Where the word "Option" occurs in a line of the data, return the whole line.
————————
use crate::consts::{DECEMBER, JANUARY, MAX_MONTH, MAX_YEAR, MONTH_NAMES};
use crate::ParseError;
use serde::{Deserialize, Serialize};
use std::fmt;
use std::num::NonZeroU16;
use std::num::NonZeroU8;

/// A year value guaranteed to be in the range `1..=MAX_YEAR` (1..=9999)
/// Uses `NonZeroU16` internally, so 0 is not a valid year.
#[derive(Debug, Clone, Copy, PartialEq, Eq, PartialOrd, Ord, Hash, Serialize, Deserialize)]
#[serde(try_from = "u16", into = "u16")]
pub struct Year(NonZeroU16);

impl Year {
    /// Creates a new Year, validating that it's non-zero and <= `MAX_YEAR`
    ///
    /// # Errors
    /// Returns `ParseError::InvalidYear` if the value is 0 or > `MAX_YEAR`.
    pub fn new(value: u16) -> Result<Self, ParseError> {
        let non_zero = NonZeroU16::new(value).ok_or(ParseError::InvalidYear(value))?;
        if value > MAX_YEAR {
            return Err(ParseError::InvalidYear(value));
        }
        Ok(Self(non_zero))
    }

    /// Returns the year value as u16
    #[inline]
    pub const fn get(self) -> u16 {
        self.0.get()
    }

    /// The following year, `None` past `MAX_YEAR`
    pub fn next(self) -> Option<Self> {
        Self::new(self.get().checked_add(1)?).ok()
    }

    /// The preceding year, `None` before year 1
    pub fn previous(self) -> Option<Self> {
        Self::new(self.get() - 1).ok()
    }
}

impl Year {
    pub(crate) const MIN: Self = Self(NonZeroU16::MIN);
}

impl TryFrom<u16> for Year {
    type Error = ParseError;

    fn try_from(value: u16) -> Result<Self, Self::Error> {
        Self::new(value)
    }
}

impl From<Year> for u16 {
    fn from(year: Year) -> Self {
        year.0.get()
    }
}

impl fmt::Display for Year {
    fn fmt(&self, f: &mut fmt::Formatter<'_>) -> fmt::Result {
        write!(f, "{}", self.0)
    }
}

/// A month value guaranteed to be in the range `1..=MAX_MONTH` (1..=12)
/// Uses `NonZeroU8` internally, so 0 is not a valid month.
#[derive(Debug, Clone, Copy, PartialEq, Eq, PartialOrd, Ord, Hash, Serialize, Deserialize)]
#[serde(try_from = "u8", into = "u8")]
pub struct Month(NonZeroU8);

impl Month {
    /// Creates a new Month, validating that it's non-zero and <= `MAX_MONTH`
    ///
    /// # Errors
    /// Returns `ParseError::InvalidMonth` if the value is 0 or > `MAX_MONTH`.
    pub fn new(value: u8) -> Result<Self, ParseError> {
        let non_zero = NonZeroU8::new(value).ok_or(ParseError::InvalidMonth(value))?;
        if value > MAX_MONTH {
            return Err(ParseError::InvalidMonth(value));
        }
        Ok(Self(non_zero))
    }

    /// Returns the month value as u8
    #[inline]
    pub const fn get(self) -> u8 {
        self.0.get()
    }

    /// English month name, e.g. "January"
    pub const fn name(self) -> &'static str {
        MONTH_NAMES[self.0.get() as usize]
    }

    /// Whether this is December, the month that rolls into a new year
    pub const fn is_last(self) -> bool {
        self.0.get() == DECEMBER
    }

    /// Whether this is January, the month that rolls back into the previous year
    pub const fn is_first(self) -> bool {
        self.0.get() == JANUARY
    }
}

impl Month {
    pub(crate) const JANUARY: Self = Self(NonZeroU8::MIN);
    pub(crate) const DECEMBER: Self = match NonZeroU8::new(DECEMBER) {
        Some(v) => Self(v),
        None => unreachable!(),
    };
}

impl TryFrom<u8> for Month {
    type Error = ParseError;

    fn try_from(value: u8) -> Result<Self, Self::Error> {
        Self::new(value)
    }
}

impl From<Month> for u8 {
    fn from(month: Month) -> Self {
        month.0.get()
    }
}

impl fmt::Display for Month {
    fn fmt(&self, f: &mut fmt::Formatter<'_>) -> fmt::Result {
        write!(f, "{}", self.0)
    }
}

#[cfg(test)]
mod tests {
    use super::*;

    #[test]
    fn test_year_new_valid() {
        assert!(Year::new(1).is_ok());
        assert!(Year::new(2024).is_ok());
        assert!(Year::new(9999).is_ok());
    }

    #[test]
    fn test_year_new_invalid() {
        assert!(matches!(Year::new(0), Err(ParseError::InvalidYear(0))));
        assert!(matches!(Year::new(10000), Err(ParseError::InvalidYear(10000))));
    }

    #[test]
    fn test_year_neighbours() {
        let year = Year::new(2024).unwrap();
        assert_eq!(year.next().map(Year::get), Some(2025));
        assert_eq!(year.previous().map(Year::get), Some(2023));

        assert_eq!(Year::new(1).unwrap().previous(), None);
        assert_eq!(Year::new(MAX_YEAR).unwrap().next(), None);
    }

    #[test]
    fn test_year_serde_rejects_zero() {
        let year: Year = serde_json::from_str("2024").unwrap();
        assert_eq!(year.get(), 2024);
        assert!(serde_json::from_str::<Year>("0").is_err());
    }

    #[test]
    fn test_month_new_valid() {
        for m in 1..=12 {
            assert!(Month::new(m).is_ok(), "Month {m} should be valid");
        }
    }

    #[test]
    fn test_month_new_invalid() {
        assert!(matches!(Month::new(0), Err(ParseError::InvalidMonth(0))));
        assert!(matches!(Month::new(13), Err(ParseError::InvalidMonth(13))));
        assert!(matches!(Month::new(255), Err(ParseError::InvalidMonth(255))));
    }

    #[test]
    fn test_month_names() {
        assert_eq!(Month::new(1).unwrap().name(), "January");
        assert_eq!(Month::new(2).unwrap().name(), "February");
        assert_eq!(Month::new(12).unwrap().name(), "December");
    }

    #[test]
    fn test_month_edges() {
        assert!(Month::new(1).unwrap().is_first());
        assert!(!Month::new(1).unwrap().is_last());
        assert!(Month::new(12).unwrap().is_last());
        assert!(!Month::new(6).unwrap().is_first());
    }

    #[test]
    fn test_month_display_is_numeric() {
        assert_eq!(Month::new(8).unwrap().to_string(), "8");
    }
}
————————
WRITTEN SOLUTION ->
    pub fn next(self) -> Option<Self> {
    pub fn previous(self) -> Option<Self> {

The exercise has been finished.